At the Golden Globes, the Cecil B. DeMille Award has too often been an opportunity for larger-than-life personalities to make surprisingly small points.
But Meryl Streep was clearly ready for her close-up.
During Sunday night’s show, Streep jolted both the celebrities inside the Beverly Hilton and the millions of viewers at home by eschewing any reflection on her own career or calling in favor of taking a political broadside at Donald Trump, though she managed to never mention the president-elect by name.
“Hollywood is crawling with outsiders and foreigners,” the 30-time Globe nominee said as she accepted the lifetime achievement prize, “and if you kick us all out, you’ll have nothing to watch except for football and mixed martial arts, which are not arts.”
The comments caught viewers’ attention with their forthrightness. Streep, however, was just getting started.

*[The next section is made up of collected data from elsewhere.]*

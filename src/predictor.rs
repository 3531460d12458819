use std::future::Future;
use std::pin::pin;
use std::task::{Context, Poll, Waker};

use serde::{Deserialize, Serialize};
use thiserror::Error;

use crate::board::{worker_owner, BoardState, DOME, STATE_SIZE, WINNING_LEVEL};
use crate::codec::{decode_action, step, ACTION_SIZE, BOARD_SIZE};

/// Shape returned by a leaf evaluator.
#[derive(Debug, Clone, Serialize, Deserialize)]
pub struct NetworkPrediction {
    /// Log-probabilities or raw policy scores for each of the 162 actions.
    pub pi: Vec<f32>,
    /// Scalar evaluation in [-1.0, 1.0] from the perspective of the side-to-move.
    pub v: f32,
}

#[derive(Debug, Error, Clone, PartialEq)]
pub enum PredictorError {
    #[error("predictor returned {0} policy entries, expected at least {ACTION_SIZE}")]
    ShortPolicy(usize),
    #[error("predictor returned a non-finite value")]
    NonFinite,
    #[error("predictor failed: {0}")]
    Failed(String),
    #[error("evaluator suspended a synchronous search")]
    Suspended,
}

/// Policy/value function scoring unexpanded search nodes.
///
/// `board` is the canonical 75-entry tensor (side to move is always player 0) and `valid` the
/// legal-action mask for that side.
pub trait Predictor: Send {
    fn predict(
        &mut self,
        board: &[i8; STATE_SIZE],
        valid: &[bool; ACTION_SIZE],
    ) -> Result<NetworkPrediction, PredictorError>;
}

impl<P: Predictor + ?Sized> Predictor for Box<P> {
    fn predict(
        &mut self,
        board: &[i8; STATE_SIZE],
        valid: &[bool; ACTION_SIZE],
    ) -> Result<NetworkPrediction, PredictorError> {
        (**self).predict(board, valid)
    }
}

/// Leaf evaluator as seen by the search. Every [`Predictor`] is one; evaluators that answer
/// later (a browser model returning a Promise) implement it directly.
#[allow(async_fn_in_trait)]
pub trait Evaluator {
    async fn evaluate(
        &mut self,
        board: &[i8; STATE_SIZE],
        valid: &[bool; ACTION_SIZE],
    ) -> Result<NetworkPrediction, PredictorError>;

    /// Awaited between simulation batches, right before the cancellation token is polled.
    async fn yield_now(&mut self) {}
}

impl<P: Predictor + ?Sized> Evaluator for P {
    async fn evaluate(
        &mut self,
        board: &[i8; STATE_SIZE],
        valid: &[bool; ACTION_SIZE],
    ) -> Result<NetworkPrediction, PredictorError> {
        self.predict(board, valid)
    }
}

/// Run a future whose evaluator never suspends. A synchronous predictor answers every await
/// immediately, so one poll drives the search to completion.
pub(crate) fn resolve_now<F: Future>(future: F) -> Result<F::Output, PredictorError> {
    let mut future = pin!(future);
    match future.as_mut().poll(&mut Context::from_waker(Waker::noop())) {
        Poll::Ready(output) => Ok(output),
        Poll::Pending => Err(PredictorError::Suspended),
    }
}

/// Flat policy, neutral value.
#[derive(Debug, Default, Clone, Copy)]
pub struct UniformPredictor;

impl Predictor for UniformPredictor {
    fn predict(
        &mut self,
        _board: &[i8; STATE_SIZE],
        _valid: &[bool; ACTION_SIZE],
    ) -> Result<NetworkPrediction, PredictorError> {
        Ok(NetworkPrediction {
            pi: vec![0.0; ACTION_SIZE],
            v: 0.0,
        })
    }
}

/// Hand-tuned evaluator: prefers climbing, strongly prefers stepping onto level 3, and values a
/// position by the height difference between the two sides' workers.
#[derive(Debug, Clone, Copy)]
pub struct HeuristicPredictor {
    pub climb_weight: f32,
    pub win_bonus: f32,
}

impl Default for HeuristicPredictor {
    fn default() -> Self {
        Self {
            climb_weight: 1.0,
            win_bonus: 6.0,
        }
    }
}

impl Predictor for HeuristicPredictor {
    fn predict(
        &mut self,
        tensor: &[i8; STATE_SIZE],
        valid: &[bool; ACTION_SIZE],
    ) -> Result<NetworkPrediction, PredictorError> {
        let board = BoardState::from_bytes(tensor)
            .map_err(|err| PredictorError::Failed(err.to_string()))?;
        let mut pi = vec![0.0f32; ACTION_SIZE];
        if board.next_placement().is_none() {
            for (action, _) in valid.iter().enumerate().filter(|(_, &flag)| flag) {
                let (worker, move_direction, _) = decode_action(action);
                let Some(origin) = board.find_worker(worker as i8 + 1) else {
                    continue;
                };
                let Some(target) = step(origin, move_direction) else {
                    continue;
                };
                let level = board.height(target.0, target.1);
                let climb = level - board.height(origin.0, origin.1);
                pi[action] = self.climb_weight * f32::from(climb.max(0) + level);
                if level == WINNING_LEVEL {
                    pi[action] += self.win_bonus;
                }
            }
        }

        let mut balance = 0.0f32;
        for y in 0..BOARD_SIZE {
            for x in 0..BOARD_SIZE {
                let level = board.height(y, x).min(DOME - 1) as f32;
                match worker_owner(board.occupant(y, x)) {
                    Some(0) => balance += level,
                    Some(_) => balance -= level,
                    None => {}
                }
            }
        }
        Ok(NetworkPrediction {
            pi,
            v: (balance / 6.0).tanh(),
        })
    }
}
#![deny(clippy::unwrap_used)]
//! Santorini game-state engine with a cancellable Monte Carlo Tree Search evaluator.
//!
//! The crate is layered bottom-up:
//!
//! * [`codec`] and [`board`] – the 162-entry action space and the compact 5×5×3 board tensor
//!   (75 bytes) shared with the neural-network evaluator. Every helper is deterministic and
//!   allocation-free so it can sit inside the search hot path.
//! * [`SantoriniEngine`] – the authoritative position plus validity mask, undo/redo log,
//!   snapshots and edits. Every mutation goes through one validated path and a rejected call leaves
//!   the engine untouched.
//! * [`SantoriniMcts`] – PUCT search over a transposition table, guided by an injected
//!   [`Evaluator`] and interruptible through a [`CancellationToken`]. Any synchronous
//!   [`Predictor`] is an evaluator; the browser build plugs in one that awaits JavaScript.
//! * [`EngineChannel`] – runs an engine on its own thread behind correlated request/response
//!   messages with single-flight evaluation cancellation. On `wasm32` the same dispatcher is
//!   exposed as `WasmEngineWorker.handleMessage`.

pub mod board;
pub mod cancel;
pub mod channel;
pub mod codec;
pub mod engine;
pub mod error;
pub mod history;
pub mod hooks;
pub mod host;
pub mod mcts;
pub mod predictor;
pub mod protocol;
pub mod snapshot;

#[cfg(target_arch = "wasm32")]
mod wasm;

pub use board::{BoardState, Phase, Position, STATE_SIZE};
pub use cancel::{CancelReason, CancellationToken, SingleFlight};
pub use channel::{ChannelError, ChannelOptions, EngineChannel, Ticket};
pub use codec::{
    decode_action, encode_action, encode_direction, Action, ACTION_SIZE, NO_BUILD, NO_MOVE,
};
pub use engine::{
    BestAction, EditMode, EngineState, Evaluation, MoveSuggestion, Outcome, SantoriniEngine,
};
pub use error::{EngineError, Rejection};
pub use history::{describe_action, HistoryEntry, HistoryView};
pub use hooks::{GameHooks, NoGods};
pub use host::{EngineHost, PredictorFactory};
pub use mcts::{MctsConfig, SantoriniMcts, SearchOutcome, SearchResult, SEARCH_RESULT_VERSION};
pub use predictor::{
    Evaluator, HeuristicPredictor, NetworkPrediction, Predictor, PredictorError, UniformPredictor,
};
pub use protocol::{Command, EnginePreference, ErrorCode, Reply, Request, Response, ResponseError};
pub use snapshot::{MemoryStore, Snapshot, SnapshotStore, SNAPSHOT_VERSION};

#[cfg(target_arch = "wasm32")]
pub use wasm::{init_panic_hook, WasmEngineWorker};
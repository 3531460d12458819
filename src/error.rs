use serde::{Deserialize, Serialize};
use thiserror::Error;

use crate::board::{BoardError, Phase};
use crate::predictor::PredictorError;

/// Typed refusal of a state-machine transition. A rejected call never mutates state.
#[derive(Debug, Error, Clone, PartialEq, Eq, Serialize, Deserialize)]
#[serde(tag = "reason", rename_all = "kebab-case")]
pub enum Rejection {
    #[error("action {action} is not legal in the current position")]
    IllegalAction { action: usize },
    #[error("operation not allowed during the {current:?} phase")]
    WrongPhase { current: Phase },
    #[error("the game is already over")]
    AlreadyTerminal,
    #[error("no move to undo")]
    NothingToUndo,
    #[error("no move to redo")]
    NothingToRedo,
    #[error("move index {index} is outside 0..={len}")]
    MoveIndexOutOfRange { index: usize, len: usize },
    #[error("position cannot be edited while a search is in flight")]
    SearchInFlight,
    #[error("invalid edit: {detail}")]
    InvalidEdit { detail: String },
}

#[derive(Debug, Error)]
pub enum EngineError {
    #[error(transparent)]
    Rejected(#[from] Rejection),
    #[error("board error: {0}")]
    Board(#[from] BoardError),
    #[error("predictor error: {0}")]
    Predictor(#[from] PredictorError),
    #[error("invalid snapshot: {0}")]
    InvalidSnapshot(String),
    #[error("invalid config: {0}")]
    InvalidConfig(String),
    #[error("engine not initialised")]
    NotInitialized,
    #[error("root node missing after simulations")]
    MissingRoot,
}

As the boozy room grew hushed, the star noted that Hollywood is among the most vilified segments of American society. “But who are we, and what is Hollywood anyway? It’s just a bunch of people from other places," she said, running through the diverse backgrounds of a host of acting nominees, many from other countries.
"Where are their birth certificates?" she asked sarcastically, alluding to Trump’s long-running birther comments about President Obama.
Streep then offered a critical sleight-of-hand, seeming to laud a “performance” she liked — before making clear she was referring to Trump’s imitation of New York Times reporter Serge Kovaleski, who is disabled.
“There was nothing good about it, but it did its job," she said of the turn. “It kind of broke my heart when I saw it, and I still can’t get it out my head because it wasn’t in a movie. It was in real life.”
When Streep finished, “Mr. Robot” star Rami Malek offered a sentiment to his table that was later echoed on Twitter. “In a weird way, she’s our president,” he said.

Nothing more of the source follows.